WORK REQUIRED: Report every line in the listing below where the string "level" shows up.

§

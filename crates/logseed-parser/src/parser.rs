//! YAML → AST parser for Sigma detection rules.
//!
//! Handles:
//! - Rule metadata (title, id, status, level, ...)
//! - Logsource section
//! - Detection section parsing (named searches, field modifiers, values)
//! - Condition string(s), parsed via the pest grammar

use std::collections::HashMap;
use std::path::Path;

use serde_yaml::Value;

use crate::ast::*;
use crate::condition::parse_condition;
use crate::error::{Result, SigmaParserError};
use crate::value::SigmaValue;

// =============================================================================
// Public API
// =============================================================================

/// Parse a YAML string containing a single Sigma rule document.
pub fn parse_rule_yaml(yaml: &str) -> Result<Rule> {
    let value: Value = serde_yaml::from_str(yaml)?;
    parse_rule_value(&value)
}

/// Parse a single Sigma rule YAML file from a path.
pub fn parse_rule_file(path: &Path) -> Result<Rule> {
    let content = std::fs::read_to_string(path)?;
    parse_rule_yaml(&content)
}

// =============================================================================
// Rule Parsing
// =============================================================================

fn parse_rule_value(value: &Value) -> Result<Rule> {
    let m = value
        .as_mapping()
        .ok_or_else(|| SigmaParserError::InvalidRule("Expected a YAML mapping".into()))?;

    let title = get_str(m, "title")
        .ok_or_else(|| SigmaParserError::MissingField("title".into()))?
        .to_string();

    let detection_val = m
        .get(val_key("detection"))
        .ok_or_else(|| SigmaParserError::MissingField("detection".into()))?;
    let detection = parse_detection(detection_val)?;

    let logsource = m
        .get(val_key("logsource"))
        .map(parse_logsource)
        .transpose()?
        .unwrap_or_default();

    Ok(Rule {
        title,
        logsource,
        detection,
        id: get_str(m, "id").map(|s| s.to_string()),
        status: get_str(m, "status").and_then(|s| s.parse().ok()),
        description: get_str(m, "description").map(|s| s.to_string()),
        author: get_str(m, "author").map(|s| s.to_string()),
        references: get_str_list(m, "references"),
        date: get_str(m, "date").map(|s| s.to_string()),
        level: get_str(m, "level").and_then(|s| s.parse().ok()),
        tags: get_str_list(m, "tags"),
    })
}

// =============================================================================
// Detection Section Parsing
// =============================================================================

/// Parse the `detection:` section of a rule.
///
/// The detection section contains:
/// - `condition`: string or list of strings
/// - `timeframe`: optional duration string
/// - Everything else: named searches
fn parse_detection(value: &Value) -> Result<Detection> {
    let m = value.as_mapping().ok_or_else(|| {
        SigmaParserError::InvalidDetection("Detection section must be a mapping".into())
    })?;

    // Extract condition (required)
    let condition_val = m
        .get(val_key("condition"))
        .ok_or_else(|| SigmaParserError::MissingField("condition".into()))?;

    let condition_strings = match condition_val {
        Value::String(s) => vec![s.clone()],
        Value::Sequence(seq) => seq
            .iter()
            .filter_map(|v| v.as_str().map(|s| s.to_string()))
            .collect(),
        _ => {
            return Err(SigmaParserError::InvalidDetection(
                "condition must be a string or list of strings".into(),
            ));
        }
    };

    let conditions: Vec<Condition> = condition_strings
        .iter()
        .map(|s| parse_condition(s))
        .collect::<Result<Vec<_>>>()?;

    let timeframe = get_str(m, "timeframe").map(|s| s.to_string());

    // Parse all named searches (everything except condition and timeframe)
    let mut searches = HashMap::new();
    for (key, val) in m {
        let key_str = key.as_str().unwrap_or("");
        if key_str == "condition" || key_str == "timeframe" {
            continue;
        }
        searches.insert(key_str.to_string(), parse_search_value(val)?);
    }

    Ok(Detection {
        searches,
        conditions,
        condition_strings,
        timeframe,
    })
}

/// Parse a single named search definition.
///
/// A search can be:
/// 1. A mapping (key-value pairs, AND-linked) → one event matcher
/// 2. A list of plain values → keyword search
/// 3. A list of mappings → OR-linked event matchers
pub(crate) fn parse_search_value(value: &Value) -> Result<Search> {
    match value {
        Value::Mapping(_) => Ok(Search {
            keywords: Vec::new(),
            event_matchers: vec![parse_event_matcher(value)?],
        }),
        Value::Sequence(seq) => {
            let all_plain = seq.iter().all(|v| !v.is_mapping() && !v.is_sequence());
            if all_plain {
                // Keyword search: bare values, no field names
                let keywords = seq.iter().map(SigmaValue::from_yaml).collect();
                Ok(Search {
                    keywords,
                    event_matchers: Vec::new(),
                })
            } else {
                let event_matchers: Vec<EventMatcher> = seq
                    .iter()
                    .map(parse_event_matcher)
                    .collect::<Result<Vec<_>>>()?;
                Ok(Search {
                    keywords: Vec::new(),
                    event_matchers,
                })
            }
        }
        // Plain value → single keyword
        _ => Ok(Search {
            keywords: vec![SigmaValue::from_yaml(value)],
            event_matchers: Vec::new(),
        }),
    }
}

/// Parse one event matcher: a mapping of field specs to values, all of which
/// must hold together.
fn parse_event_matcher(value: &Value) -> Result<EventMatcher> {
    let m = value.as_mapping().ok_or_else(|| {
        SigmaParserError::InvalidDetection("Event matcher must be a mapping".into())
    })?;

    m.iter()
        .map(|(k, v)| parse_field_matcher(k.as_str().unwrap_or(""), v))
        .collect()
}

/// Parse a single field matcher from a key-value pair.
///
/// The key contains the field name and optional modifiers separated by `|`:
/// - `EventType` → field="EventType", no modifiers
/// - `TargetObject|endswith` → field="TargetObject", modifiers=[EndsWith]
/// - `Destination|contains|all` → field="Destination", modifiers=[Contains, All]
fn parse_field_matcher(key: &str, value: &Value) -> Result<FieldMatcher> {
    let mut parts = key.split('|');
    let field = parts.next().unwrap_or("").to_string();

    let mut modifiers = Vec::new();
    for mod_str in parts {
        let m = mod_str
            .parse::<Modifier>()
            .map_err(|_| SigmaParserError::UnknownModifier(mod_str.to_string()))?;
        modifiers.push(m);
    }

    let values = match value {
        Value::Sequence(seq) => seq.iter().map(SigmaValue::from_yaml).collect(),
        _ => vec![SigmaValue::from_yaml(value)],
    };

    Ok(FieldMatcher {
        field,
        modifiers,
        values,
    })
}

// =============================================================================
// Log Source Parsing
// =============================================================================

fn parse_logsource(value: &Value) -> Result<Logsource> {
    let m = value
        .as_mapping()
        .ok_or_else(|| SigmaParserError::InvalidRule("logsource must be a mapping".into()))?;

    Ok(Logsource {
        category: get_str(m, "category").map(|s| s.to_string()),
        product: get_str(m, "product").map(|s| s.to_string()),
        service: get_str(m, "service").map(|s| s.to_string()),
    })
}

// =============================================================================
// YAML Helpers
// =============================================================================

pub(crate) fn val_key(s: &str) -> Value {
    Value::String(s.to_string())
}

pub(crate) fn get_str<'a>(m: &'a serde_yaml::Mapping, key: &str) -> Option<&'a str> {
    m.get(val_key(key)).and_then(|v| v.as_str())
}

pub(crate) fn get_str_list(m: &serde_yaml::Mapping, key: &str) -> Vec<String> {
    match m.get(val_key(key)) {
        Some(Value::Sequence(seq)) => seq
            .iter()
            .filter_map(|v| v.as_str().map(|s| s.to_string()))
            .collect(),
        Some(Value::String(s)) => vec![s.clone()],
        _ => Vec::new(),
    }
}

// =============================================================================
// Tests
// =============================================================================

#[cfg(test)]
mod tests {
    use super::*;

    #[test]
    fn test_parse_simple_rule() {
        let yaml = r#"
title: Test Rule
id: 12345678-1234-1234-1234-123456789012
status: test
logsource:
    product: windows
    category: process_creation
detection:
    selection:
        CommandLine|contains: 'whoami'
    condition: selection
level: medium
"#;
        let rule = parse_rule_yaml(yaml).unwrap();
        assert_eq!(rule.title, "Test Rule");
        assert_eq!(rule.logsource.product, Some("windows".to_string()));
        assert_eq!(
            rule.logsource.category,
            Some("process_creation".to_string())
        );
        assert_eq!(rule.level, Some(Level::Medium));
        assert_eq!(rule.detection.conditions.len(), 1);
        assert_eq!(
            rule.detection.conditions[0].search,
            SearchExpr::Ident("selection".to_string())
        );
        assert!(rule.detection.searches.contains_key("selection"));
    }

    #[test]
    fn test_parse_field_modifiers() {
        let yaml = r#"
title: Modifier Rule
logsource:
    category: registry_set
detection:
    selection:
        TargetObject|endswith: '\Run'
        Destination|contains|all:
            - 'a'
            - 'b'
    condition: selection
"#;
        let rule = parse_rule_yaml(yaml).unwrap();
        let search = &rule.detection.searches["selection"];
        assert_eq!(search.event_matchers.len(), 1);

        let matchers = &search.event_matchers[0];
        assert_eq!(matchers.len(), 2);
        assert_eq!(matchers[0].field, "TargetObject");
        assert_eq!(matchers[0].modifiers, vec![Modifier::EndsWith]);
        assert_eq!(matchers[1].field, "Destination");
        assert_eq!(matchers[1].modifiers, vec![Modifier::Contains, Modifier::All]);
        assert_eq!(matchers[1].values.len(), 2);
    }

    #[test]
    fn test_parse_or_linked_event_matchers() {
        let yaml = r#"
title: OR-linked search
logsource:
    product: windows
    category: wmi_event
detection:
    selection:
        - Destination|contains|all:
              - 'new-object'
              - 'net.webclient'
        - Destination|contains:
              - 'WScript.Shell'
    condition: selection
level: high
"#;
        let rule = parse_rule_yaml(yaml).unwrap();
        let search = &rule.detection.searches["selection"];
        assert_eq!(search.event_matchers.len(), 2);
        assert!(search.keywords.is_empty());
    }

    #[test]
    fn test_keyword_search() {
        let yaml = r#"
title: Keyword Rule
logsource:
    category: test
detection:
    keywords:
        - 'suspicious'
        - 'malware'
    condition: keywords
level: high
"#;
        let rule = parse_rule_yaml(yaml).unwrap();
        let search = &rule.detection.searches["keywords"];
        assert_eq!(search.keywords.len(), 2);
        assert!(search.event_matchers.is_empty());
    }

    #[test]
    fn test_parse_complex_condition() {
        let yaml = r#"
title: Complex Rule
logsource:
    product: windows
    category: registry_set
detection:
    selection_main:
        TargetObject|contains: '\SOFTWARE\Microsoft\Windows Defender\'
    selection_dword_1:
        Details: 'DWORD (0x00000001)'
    filter_optional_symantec:
        Image|startswith: 'C:\Program Files\Symantec\'
    condition: selection_main and 1 of selection_dword_* and not 1 of filter_optional_*
"#;
        let rule = parse_rule_yaml(yaml).unwrap();
        assert_eq!(rule.detection.searches.len(), 3);

        match &rule.detection.conditions[0].search {
            SearchExpr::And(args) => assert_eq!(args.len(), 3),
            other => panic!("Expected AND condition, got {other:?}"),
        }
    }

    #[test]
    fn test_parse_condition_list() {
        let yaml = r#"
title: Multi-condition Rule
logsource:
    category: test
detection:
    selection1:
        username: user1
    selection2:
        username: user2
    condition:
        - selection1
        - selection2
"#;
        let rule = parse_rule_yaml(yaml).unwrap();
        assert_eq!(rule.detection.conditions.len(), 2);
        assert_eq!(rule.detection.condition_strings.len(), 2);
    }

    #[test]
    fn test_unknown_modifier_error() {
        let yaml = r#"
title: Bad Modifier
logsource:
    category: test
detection:
    selection:
        field|foobar: x
    condition: selection
"#;
        let err = parse_rule_yaml(yaml).unwrap_err();
        assert!(matches!(err, SigmaParserError::UnknownModifier(m) if m == "foobar"));
    }

    #[test]
    fn test_missing_title() {
        let yaml = r#"
logsource:
    category: test
detection:
    selection:
        field: x
    condition: selection
"#;
        let err = parse_rule_yaml(yaml).unwrap_err();
        assert!(matches!(err, SigmaParserError::MissingField(f) if f == "title"));
    }

    #[test]
    fn test_missing_detection() {
        let yaml = r#"
title: No Detection
logsource:
    category: test
"#;
        let err = parse_rule_yaml(yaml).unwrap_err();
        assert!(matches!(err, SigmaParserError::MissingField(f) if f == "detection"));
    }

    #[test]
    fn test_null_and_numeric_values() {
        let yaml = r#"
title: Value Types
logsource:
    category: test
detection:
    selection:
        EventID: 4688
        CommandLine: null
        Enabled: true
    condition: selection
"#;
        let rule = parse_rule_yaml(yaml).unwrap();
        let matchers = &rule.detection.searches["selection"].event_matchers[0];
        assert_eq!(matchers[0].values, vec![SigmaValue::Integer(4688)]);
        assert_eq!(matchers[1].values, vec![SigmaValue::Null]);
        assert_eq!(matchers[2].values, vec![SigmaValue::Bool(true)]);
    }

    #[test]
    fn test_timeframe_not_a_search() {
        let yaml = r#"
title: Timeframe Rule
logsource:
    category: test
detection:
    selection:
        field: x
    timeframe: 15m
    condition: selection
"#;
        let rule = parse_rule_yaml(yaml).unwrap();
        assert_eq!(rule.detection.timeframe.as_deref(), Some("15m"));
        assert_eq!(rule.detection.searches.len(), 1);
    }
}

§

ANSWER AREA:
//! - Rule metadata (title, id, status, level, ...)
        level: get_str(m, "level").and_then(|s| s.parse().ok()),
level: medium
        assert_eq!(rule.level, Some(Level::Medium));
level: high
level: high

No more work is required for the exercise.